//! 操作记录（CSV 数据集）
//!
//! 每个非空检测周期生成一条 [`OperationRecord`]，由 [`RecordingHook`] 在感知线程上
//! `try_send` 到有界队列，写盘在独立线程完成：
//!
//! - **非阻塞**: 队列满时丢弃记录并计入 `dropped_records`，不拖慢感知线程
//! - **追加写**: 文件已存在时只追加数据行，不重复写表头
//! - **逐行 flush**: 进程异常退出最多丢失队列中未写出的记录
//!
//! # 使用示例
//!
//! ```rust,no_run
//! use smartarm_driver::recording::{CsvRecorder, RecordingHook};
//! use smartarm_driver::{PerceptionContext, StatusStore, DetectionBuffer, EventRelay};
//! use std::sync::Arc;
//!
//! let status = Arc::new(StatusStore::new());
//! let ctx = PerceptionContext::new(
//!     status.clone(),
//!     Arc::new(DetectionBuffer::new()),
//!     Arc::new(EventRelay::new()),
//! );
//! let recorder = Arc::new(CsvRecorder::create("data/dataset.csv", 1024).unwrap());
//! ctx.add_hook(Arc::new(RecordingHook::new(status, recorder.clone())));
//! ```

use crate::detection::{DetectionEvent, FRAME_CENTER, closest_to, unix_micros};
use crate::error::DriverError;
use crate::hooks::DetectionCallback;
use crate::state::{StatusStore, SystemStatus};
use chrono::{DateTime, Local};
use crossbeam_channel::{Receiver, Sender, TrySendError, bounded};
use smartarm_protocol::{Mode, SERVO_COUNT};
use std::borrow::Cow;
use std::fs::{self, File, OpenOptions};
use std::io::{BufWriter, Write};
use std::path::{Path, PathBuf};
use std::sync::Arc;
use std::sync::atomic::{AtomicU64, Ordering};
use std::thread::{self, JoinHandle};
use tracing::{debug, error, info, warn};

/// CSV 表头（列顺序固定，下游分析脚本依赖）
pub const CSV_HEADER: [&str; 16] = [
    "timestamp",
    "mode",
    "objects_detected",
    "grab_success",
    "distance_cm",
    "servo_base",
    "servo_shoulder",
    "servo_elbow",
    "servo_wrist",
    "gripper_state",
    "detection_confidence",
    "object_class",
    "object_position_x",
    "object_position_y",
    "execution_time_ms",
    "error_message",
];

/// 一条操作记录
#[derive(Debug, Clone, PartialEq)]
pub struct OperationRecord {
    pub timestamp: DateTime<Local>,
    pub mode: Mode,
    pub objects_detected: usize,
    pub grab_success: bool,
    pub distance_cm: f64,
    pub servo_angles: [i32; SERVO_COUNT],
    pub gripper_state: String,
    /// 主目标（最靠近画面中心）的置信度
    pub detection_confidence: Option<f32>,
    pub object_class: Option<String>,
    pub object_position: Option<[f64; 2]>,
    /// 采集到记录生成的耗时
    pub execution_time_ms: f64,
    pub error_message: String,
}

impl OperationRecord {
    /// 由当前状态和本周期检测结果生成
    pub fn from_cycle(status: &SystemStatus, detections: &[DetectionEvent]) -> Self {
        let target = closest_to(detections, FRAME_CENTER);
        let execution_time_ms = target
            .map(|d| unix_micros().saturating_sub(d.timestamp_us) as f64 / 1000.0)
            .unwrap_or(0.0);

        Self {
            timestamp: Local::now(),
            mode: status.mode,
            objects_detected: detections.len(),
            grab_success: false,
            distance_cm: status.distance_cm,
            servo_angles: status.servo_angles,
            gripper_state: "unknown".to_string(),
            detection_confidence: target.map(|d| d.confidence),
            object_class: target.map(|d| d.class_name.clone()),
            object_position: target.map(|d| d.relative_position),
            execution_time_ms,
            error_message: status.error_message.clone(),
        }
    }

    /// 格式化为一行 CSV（不含换行）
    pub fn csv_row(&self) -> String {
        let [base, shoulder, elbow, wrist, _gripper] = self.servo_angles;
        let (pos_x, pos_y) = match self.object_position {
            Some([x, y]) => (format!("{:.4}", x), format!("{:.4}", y)),
            None => (NO_TARGET_VALUE.to_string(), NO_TARGET_VALUE.to_string()),
        };

        let fields: [Cow<'_, str>; 16] = [
            self.timestamp.to_rfc3339().into(),
            self.mode.to_string().into(),
            self.objects_detected.to_string().into(),
            self.grab_success.to_string().into(),
            self.distance_cm.to_string().into(),
            base.to_string().into(),
            shoulder.to_string().into(),
            elbow.to_string().into(),
            wrist.to_string().into(),
            csv_escape(&self.gripper_state),
            self.detection_confidence
                .map_or(Cow::Borrowed(NO_TARGET_VALUE), |c| Cow::Owned(format!("{:.3}", c))),
            csv_escape(self.object_class.as_deref().unwrap_or("")),
            pos_x.into(),
            pos_y.into(),
            format!("{:.2}", self.execution_time_ms).into(),
            csv_escape(&self.error_message),
        ];
        fields.join(",")
    }
}

/// 含逗号、引号或换行的字段加引号，内部引号加倍
fn csv_escape(field: &str) -> Cow<'_, str> {
    if field.contains(&[',', '"', '\n', '\r'][..]) {
        Cow::Owned(format!("\"{}\"", field.replace('"', "\"\"")))
    } else {
        Cow::Borrowed(field)
    }
}

/// 无目标时置信度与坐标列的取值
const NO_TARGET_VALUE: &str = "0.0";

/// 操作记录器
///
/// `record` 在感知线程上调用，必须非阻塞。
pub trait OperationRecorder: Send + Sync {
    fn record(&self, record: OperationRecord);
}

/// CSV 文件记录器（Actor 模式 + Bounded Queue）
pub struct CsvRecorder {
    path: PathBuf,
    tx: Option<Sender<OperationRecord>>,
    writer: Option<JoinHandle<()>>,
    dropped_records: Arc<AtomicU64>,
    written_records: Arc<AtomicU64>,
}

impl CsvRecorder {
    /// 打开（或创建）CSV 文件并启动写线程
    ///
    /// # 参数
    /// - `path`: 目标文件，父目录不存在时自动创建
    /// - `queue_capacity`: 待写记录队列容量
    ///
    /// # 错误
    /// - `Io`: 目录创建、文件打开、表头写入或线程创建失败
    pub fn create(path: impl AsRef<Path>, queue_capacity: usize) -> Result<Self, DriverError> {
        let path = path.as_ref().to_path_buf();
        if let Some(parent) = path.parent()
            && !parent.as_os_str().is_empty()
        {
            fs::create_dir_all(parent)?;
        }

        let file = OpenOptions::new().create(true).append(true).open(&path)?;
        let needs_header = file.metadata()?.len() == 0;
        let mut out = BufWriter::new(file);
        if needs_header {
            writeln!(out, "{}", CSV_HEADER.join(","))?;
            out.flush()?;
        }

        let (tx, rx) = bounded(queue_capacity.max(1));
        let written_records = Arc::new(AtomicU64::new(0));
        let written = written_records.clone();
        let writer = thread::Builder::new()
            .name("smartarm-recorder".to_string())
            .spawn(move || csv_writer_loop(out, rx, written))?;

        info!("Recording operations to {}", path.display());

        Ok(Self {
            path,
            tx: Some(tx),
            writer: Some(writer),
            dropped_records: Arc::new(AtomicU64::new(0)),
            written_records,
        })
    }

    pub fn path(&self) -> &Path {
        &self.path
    }

    /// 因队列满而丢弃的记录数
    pub fn dropped_records(&self) -> u64 {
        self.dropped_records.load(Ordering::Relaxed)
    }

    /// 已写入文件的记录数
    pub fn written_records(&self) -> u64 {
        self.written_records.load(Ordering::Relaxed)
    }

    /// 关闭队列，等待写线程写完剩余记录
    pub fn close(&mut self) {
        drop(self.tx.take());
        if let Some(writer) = self.writer.take()
            && writer.join().is_err()
        {
            error!("Recorder writer thread panicked");
        }
    }
}

impl OperationRecorder for CsvRecorder {
    fn record(&self, record: OperationRecord) {
        let Some(tx) = &self.tx else {
            return;
        };
        match tx.try_send(record) {
            Ok(()) => {},
            Err(TrySendError::Full(_)) => {
                let dropped = self.dropped_records.fetch_add(1, Ordering::Relaxed) + 1;
                if dropped == 1 || dropped % 100 == 0 {
                    warn!("Recorder queue full, {} records dropped", dropped);
                }
            },
            Err(TrySendError::Disconnected(_)) => {
                self.dropped_records.fetch_add(1, Ordering::Relaxed);
                debug!("Recorder writer gone, record dropped");
            },
        }
    }
}

impl Drop for CsvRecorder {
    fn drop(&mut self) {
        self.close();
    }
}

fn csv_writer_loop(mut out: BufWriter<File>, rx: Receiver<OperationRecord>, written: Arc<AtomicU64>) {
    for record in rx.iter() {
        let result = writeln!(out, "{}", record.csv_row()).and_then(|_| out.flush());
        match result {
            Ok(()) => {
                written.fetch_add(1, Ordering::Relaxed);
            },
            Err(e) => error!("Failed to write operation record: {}", e),
        }
    }
    if let Err(e) = out.flush() {
        error!("Failed to flush recorder output: {}", e);
    }
    debug!("Recorder writer exiting");
}

/// 每个非空检测周期生成一条记录
pub struct RecordingHook {
    status: Arc<StatusStore>,
    recorder: Arc<dyn OperationRecorder>,
}

impl RecordingHook {
    pub fn new(status: Arc<StatusStore>, recorder: Arc<dyn OperationRecorder>) -> Self {
        Self { status, recorder }
    }
}

impl DetectionCallback for RecordingHook {
    fn on_detections(&self, detections: &[DetectionEvent]) {
        let status = self.status.snapshot();
        self.recorder
            .record(OperationRecord::from_cycle(&status, detections));
    }
}

#[cfg(test)]
mod tests {
    use super::*;
    use crate::detection::BoundingBox;
    use parking_lot::Mutex;

    fn detection(class_name: &str, x: f64, y: f64) -> DetectionEvent {
        DetectionEvent {
            class_id: 39,
            class_name: class_name.to_string(),
            confidence: 0.875,
            bbox: BoundingBox {
                x1: 0,
                y1: 0,
                x2: 4,
                y2: 4,
            },
            center: [2, 2],
            relative_position: [x, y],
            size: [4, 4],
            timestamp_us: unix_micros(),
        }
    }

    #[derive(Default)]
    struct MemoryRecorder {
        records: Mutex<Vec<OperationRecord>>,
    }

    impl OperationRecorder for MemoryRecorder {
        fn record(&self, record: OperationRecord) {
            self.records.lock().push(record);
        }
    }

    #[test]
    fn test_csv_escape() {
        assert_eq!(csv_escape("plain"), "plain");
        assert_eq!(csv_escape("a,b"), "\"a,b\"");
        assert_eq!(csv_escape("say \"hi\""), "\"say \"\"hi\"\"\"");
    }

    #[test]
    fn test_record_from_cycle_uses_center_target() {
        let status = SystemStatus {
            distance_cm: 21.5,
            ..SystemStatus::default()
        };
        let detections = vec![detection("bottle", 0.9, 0.9), detection("cup", 0.5, 0.45)];

        let record = OperationRecord::from_cycle(&status, &detections);
        assert_eq!(record.objects_detected, 2);
        assert_eq!(record.object_class.as_deref(), Some("cup"));
        assert_eq!(record.object_position, Some([0.5, 0.45]));
        assert_eq!(record.distance_cm, 21.5);
        assert!(!record.grab_success);
    }

    #[test]
    fn test_csv_row_column_count() {
        let status = SystemStatus {
            error_message: "link lost, retrying".to_string(),
            ..SystemStatus::default()
        };
        let record = OperationRecord::from_cycle(&status, &[detection("bottle", 0.5, 0.5)]);
        let row = record.csv_row();

        assert!(row.contains(",auto,1,false,"));
        assert!(row.ends_with("\"link lost, retrying\""));
        // 去掉引号字段后正好 16 列
        let unquoted = row.replace("\"link lost, retrying\"", "x");
        assert_eq!(unquoted.split(',').count(), CSV_HEADER.len());
    }

    #[test]
    fn test_csv_row_without_target_uses_zero_defaults() {
        let record = OperationRecord::from_cycle(&SystemStatus::default(), &[]);
        let row = record.csv_row();
        let columns: Vec<&str> = row.split(',').collect();

        assert_eq!(columns.len(), CSV_HEADER.len());
        // detection_confidence, object_class, object_position_x, object_position_y
        assert_eq!(&columns[10..14], &["0.0", "", "0.0", "0.0"]);
        assert_eq!(columns[14], "0.00");
    }

    #[test]
    fn test_recording_hook_forwards_record() {
        let status = Arc::new(StatusStore::new());
        let recorder = Arc::new(MemoryRecorder::default());
        let hook = RecordingHook::new(status, recorder.clone());

        hook.on_detections(&[detection("apple", 0.3, 0.3)]);
        let records = recorder.records.lock();
        assert_eq!(records.len(), 1);
        assert_eq!(records[0].object_class.as_deref(), Some("apple"));
    }

    #[test]
    fn test_csv_recorder_writes_header_once() {
        let dir = tempfile::tempdir().unwrap();
        let path = dir.path().join("nested").join("dataset.csv");

        {
            let mut recorder = CsvRecorder::create(&path, 8).unwrap();
            recorder.record(OperationRecord::from_cycle(
                &SystemStatus::default(),
                &[detection("bottle", 0.5, 0.5)],
            ));
            recorder.close();
            assert_eq!(recorder.written_records(), 1);
            assert_eq!(recorder.dropped_records(), 0);
        }
        {
            let recorder = CsvRecorder::create(&path, 8).unwrap();
            recorder.record(OperationRecord::from_cycle(&SystemStatus::default(), &[]));
        }

        let content = fs::read_to_string(&path).unwrap();
        let lines: Vec<&str> = content.lines().collect();
        assert_eq!(lines.len(), 3);
        assert_eq!(lines[0], CSV_HEADER.join(","));
        assert_eq!(content.matches("timestamp,mode").count(), 1);
    }

    #[test]
    fn test_record_after_close_is_dropped() {
        let dir = tempfile::tempdir().unwrap();
        let mut recorder = CsvRecorder::create(dir.path().join("ops.csv"), 1).unwrap();
        recorder.close();
        recorder.record(OperationRecord::from_cycle(&SystemStatus::default(), &[]));
        // 发送端已释放，不计入丢弃
        assert_eq!(recorder.dropped_records(), 0);
    }
}
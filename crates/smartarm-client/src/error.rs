//! 控制链路错误类型

use smartarm_driver::DriverError;
use smartarm_protocol::{ControlCommand, ProtocolError};
use thiserror::Error;

/// Broker 链路错误
#[derive(Error, Debug)]
pub enum LinkError {
    /// 未连接到 Broker
    #[error("Not connected to broker")]
    NotConnected,

    /// 发布失败（请求队列满或客户端已关闭）
    #[error("Publish to '{topic}' failed: {reason}")]
    Publish { topic: String, reason: String },

    /// 订阅失败
    #[error("Subscribe to '{topic}' failed: {reason}")]
    Subscribe { topic: String, reason: String },

    /// 事件循环线程错误
    #[error("Event loop error: {0}")]
    EventLoop(String),
}

/// 控制桥接错误
#[derive(Error, Debug)]
pub enum BridgeError {
    /// 当前不是 Manual 模式，手动执行指令被拒绝
    #[error("{command} rejected: not in manual mode")]
    NotManualMode { command: ControlCommand },

    /// 指令参数非法（舵机 ID、角度或速度越界）
    #[error("Invalid command: {0}")]
    InvalidCommand(#[from] ProtocolError),

    /// Broker 链路错误
    #[error("Link error: {0}")]
    Link(#[from] LinkError),

    /// 驱动层错误
    #[error("Driver error: {0}")]
    Driver(#[from] DriverError),
}

#[cfg(test)]
mod tests {
    use super::*;

    #[test]
    fn test_bridge_error_display() {
        let err = BridgeError::NotManualMode {
            command: ControlCommand::Servo { id: 2, angle: 45 },
        };
        assert_eq!(format!("{}", err), "SERVO 2 45 rejected: not in manual mode");

        let err = BridgeError::from(LinkError::NotConnected);
        assert_eq!(format!("{}", err), "Link error: Not connected to broker");
    }

    #[test]
    fn test_bridge_error_from_protocol() {
        let err: BridgeError = ProtocolError::InvalidValue {
            field: "angle",
            value: "200".to_string(),
        }
        .into();
        assert!(matches!(err, BridgeError::InvalidCommand(_)));
    }
}
//! Broker 链路抽象
//!
//! [`ControlBridge`](crate::ControlBridge) 只依赖这两个操作，
//! 生产环境由 [`MqttLink`](crate::MqttLink) 实现，测试中使用 Mock。

use crate::error::LinkError;

/// 发布/订阅链路
///
/// 实现必须是非阻塞的：`publish` 只负责把消息交给客户端的发送队列。
pub trait BrokerLink: Send + Sync {
    fn publish(&self, topic: &str, payload: &[u8]) -> Result<(), LinkError>;

    fn subscribe(&self, topic: &str) -> Result<(), LinkError>;
}

impl<L: BrokerLink + ?Sized> BrokerLink for std::sync::Arc<L> {
    fn publish(&self, topic: &str, payload: &[u8]) -> Result<(), LinkError> {
        (**self).publish(topic, payload)
    }

    fn subscribe(&self, topic: &str) -> Result<(), LinkError> {
        (**self).subscribe(topic)
    }
}
//! MQTT 链路（rumqttc 同步客户端）
//!
//! ```text
//! MqttLink (Client, 任意线程发布) ──请求队列──▶ Connection
//!                                                   │
//!                         smartarm-mqtt 线程: connection.iter()
//!                                                   │
//!                   ConnAck / Publish / Error ──▶ ControlBridge
//! ```
//!
//! rumqttc 在下一次迭代时自动重连；断开期间 `try_publish` 仍会入队，
//! 队列满时返回 `LinkError::Publish`。
//!
//! 单次连接尝试（TCP + ConnAck）受 `connect_timeout_secs` 限制，重试间隔的等待
//! 可被停止信号打断，因此 [`MqttEventLoop::stop`] 最长等待
//! [`MqttSettings::stop_timeout`]。

use crate::bridge::{BridgeTopics, ControlBridge};
use crate::error::{BridgeError, LinkError};
use crate::link::BrokerLink;
use crossbeam_channel::{Receiver, RecvTimeoutError, Sender, TryRecvError, bounded};
use rumqttc::{
    Client, ConnectReturnCode, Connection, Event, MqttOptions, NetworkOptions, Packet, QoS,
};
use serde::{Deserialize, Serialize};
use smartarm_driver::JoinTimeout;
use smartarm_protocol::{TOPIC_CONTROL, TOPIC_STATUS};
use std::sync::Arc;
use std::sync::atomic::{AtomicBool, Ordering};
use std::thread::{self, JoinHandle};
use std::time::Duration;
use tracing::{debug, info, warn};

/// rumqttc 要求的最小心跳间隔
const MIN_KEEP_ALIVE_SECS: u64 = 5;

/// 停止等待在连接超时之外的余量
const STOP_MARGIN: Duration = Duration::from_secs(1);

/// Broker 连接参数
#[derive(Debug, Clone, PartialEq, Eq, Serialize, Deserialize)]
#[serde(default)]
pub struct MqttSettings {
    pub host: String,
    pub port: u16,
    pub client_id: String,
    pub keep_alive_secs: u64,
    /// 单次连接尝试（TCP 建连 + 等待 ConnAck）的超时
    pub connect_timeout_secs: u64,
    /// 连接失败后的重试间隔
    pub reconnect_backoff_ms: u64,
    /// 客户端请求队列容量
    pub request_capacity: usize,
    pub status_topic: String,
    pub control_topic: String,
}

impl Default for MqttSettings {
    fn default() -> Self {
        Self {
            host: "localhost".to_string(),
            port: 1883,
            client_id: "smartarm-hub".to_string(),
            keep_alive_secs: 60,
            connect_timeout_secs: 1,
            reconnect_backoff_ms: 1000,
            request_capacity: 64,
            status_topic: TOPIC_STATUS.to_string(),
            control_topic: TOPIC_CONTROL.to_string(),
        }
    }
}

impl MqttSettings {
    pub fn topics(&self) -> BridgeTopics {
        BridgeTopics {
            status: self.status_topic.clone(),
            control: self.control_topic.clone(),
        }
    }

    pub fn reconnect_backoff(&self) -> Duration {
        Duration::from_millis(self.reconnect_backoff_ms)
    }

    pub fn connect_timeout(&self) -> Duration {
        Duration::from_secs(self.connect_timeout_secs.max(1))
    }

    /// 事件线程停止的等待上限：一次连接尝试的最长耗时加余量
    pub fn stop_timeout(&self) -> Duration {
        self.connect_timeout() + STOP_MARGIN
    }

    fn network_options(&self) -> NetworkOptions {
        let mut network = NetworkOptions::new();
        network.set_connection_timeout(self.connect_timeout().as_secs());
        network
    }

    fn options(&self) -> MqttOptions {
        let mut options = MqttOptions::new(&self.client_id, &self.host, self.port);
        options.set_keep_alive(Duration::from_secs(
            self.keep_alive_secs.max(MIN_KEEP_ALIVE_SECS),
        ));
        options
    }
}

/// 基于 rumqttc `Client` 的 [`BrokerLink`] 实现
#[derive(Clone)]
pub struct MqttLink {
    client: Client,
}

impl MqttLink {
    /// 创建客户端与连接
    ///
    /// 此时尚未发起网络连接，`Connection` 需交给 [`MqttEventLoop::spawn`] 驱动。
    pub fn new(settings: &MqttSettings) -> (Self, Connection) {
        let (client, mut connection) =
            Client::new(settings.options(), settings.request_capacity.max(1));
        connection
            .eventloop
            .set_network_options(settings.network_options());
        info!(
            "MQTT client '{}' targeting {}:{}",
            settings.client_id, settings.host, settings.port
        );
        (Self { client }, connection)
    }
}

impl BrokerLink for MqttLink {
    fn publish(&self, topic: &str, payload: &[u8]) -> Result<(), LinkError> {
        self.client
            .try_publish(topic, QoS::AtLeastOnce, false, payload.to_vec())
            .map_err(|e| LinkError::Publish {
                topic: topic.to_string(),
                reason: e.to_string(),
            })
    }

    fn subscribe(&self, topic: &str) -> Result<(), LinkError> {
        self.client
            .try_subscribe(topic, QoS::AtLeastOnce)
            .map_err(|e| LinkError::Subscribe {
                topic: topic.to_string(),
                reason: e.to_string(),
            })
    }
}

/// MQTT 事件线程
pub struct MqttEventLoop {
    client: Client,
    running: Arc<AtomicBool>,
    /// 丢弃即打断重试等待
    shutdown_tx: Option<Sender<()>>,
    handle: Option<JoinHandle<()>>,
}

impl MqttEventLoop {
    /// 启动事件线程，把连接事件分发给 `bridge`
    pub fn spawn(
        connection: Connection,
        bridge: Arc<ControlBridge<MqttLink>>,
        reconnect_backoff: Duration,
    ) -> Result<Self, LinkError> {
        let client = bridge.link().client.clone();
        let running = Arc::new(AtomicBool::new(true));
        let thread_running = running.clone();
        let (shutdown_tx, shutdown_rx) = bounded::<()>(0);

        let handle = thread::Builder::new()
            .name("smartarm-mqtt".to_string())
            .spawn(move || {
                mqtt_event_loop(connection, &bridge, &shutdown_rx, reconnect_backoff);
                thread_running.store(false, Ordering::Release);
            })
            .map_err(|e| LinkError::EventLoop(e.to_string()))?;

        Ok(Self {
            client,
            running,
            shutdown_tx: Some(shutdown_tx),
            handle: Some(handle),
        })
    }

    pub fn is_running(&self) -> bool {
        self.running.load(Ordering::Acquire)
    }

    /// 断开连接并等待事件线程退出（幂等）
    ///
    /// `timeout` 应不小于 [`MqttSettings::stop_timeout`]，否则正在进行的连接尝试
    /// 可能来不及返回。
    pub fn stop(&mut self, timeout: Duration) -> Result<(), BridgeError> {
        let Some(handle) = self.handle.take() else {
            return Ok(());
        };
        self.running.store(false, Ordering::Release);
        drop(self.shutdown_tx.take());
        if let Err(e) = self.client.try_disconnect() {
            debug!("Disconnect request not queued: {}", e);
        }
        handle.join_timeout(timeout)?;
        info!("MQTT event loop stopped");
        Ok(())
    }
}

impl Drop for MqttEventLoop {
    fn drop(&mut self) {
        if self.handle.is_some()
            && let Err(e) = self.stop(Duration::from_secs(2))
        {
            warn!("MQTT event loop did not stop cleanly: {}", e);
        }
    }
}

fn shutdown_requested(shutdown: &Receiver<()>) -> bool {
    !matches!(shutdown.try_recv(), Err(TryRecvError::Empty))
}

fn mqtt_event_loop(
    mut connection: Connection,
    bridge: &ControlBridge<MqttLink>,
    shutdown: &Receiver<()>,
    reconnect_backoff: Duration,
) {
    let mut connected = false;
    let mut failures: u64 = 0;

    for notification in connection.iter() {
        if shutdown_requested(shutdown) {
            break;
        }

        match notification {
            Ok(Event::Incoming(Packet::ConnAck(ack))) => {
                if ack.code == ConnectReturnCode::Success {
                    connected = true;
                    failures = 0;
                    bridge.on_connect();
                } else {
                    warn!("Broker refused connection: {:?}", ack.code);
                }
            },
            Ok(Event::Incoming(Packet::Publish(publish))) => {
                bridge.on_message(&publish.topic, &publish.payload);
            },
            Ok(_) => {},
            Err(e) => {
                if connected {
                    connected = false;
                    bridge.on_disconnect(&e.to_string());
                } else {
                    failures += 1;
                    if failures == 1 || failures % 30 == 0 {
                        warn!("Broker unreachable ({} attempts): {}", failures, e);
                    }
                }
                // 重试等待期间收到停止信号立即退出
                if !matches!(
                    shutdown.recv_timeout(reconnect_backoff),
                    Err(RecvTimeoutError::Timeout)
                ) {
                    break;
                }
            },
        }
    }

    if connected {
        bridge.on_disconnect("event loop stopped");
    }
    debug!("MQTT event loop exiting");
}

Exercise:
When a line in the records holds the string "content", copy that line.

Expected answer:
        let content = fs::read_to_string(&path).unwrap();
        let lines: Vec<&str> = content.lines().collect();
        assert_eq!(content.matches("timestamp,mode").count(), 1);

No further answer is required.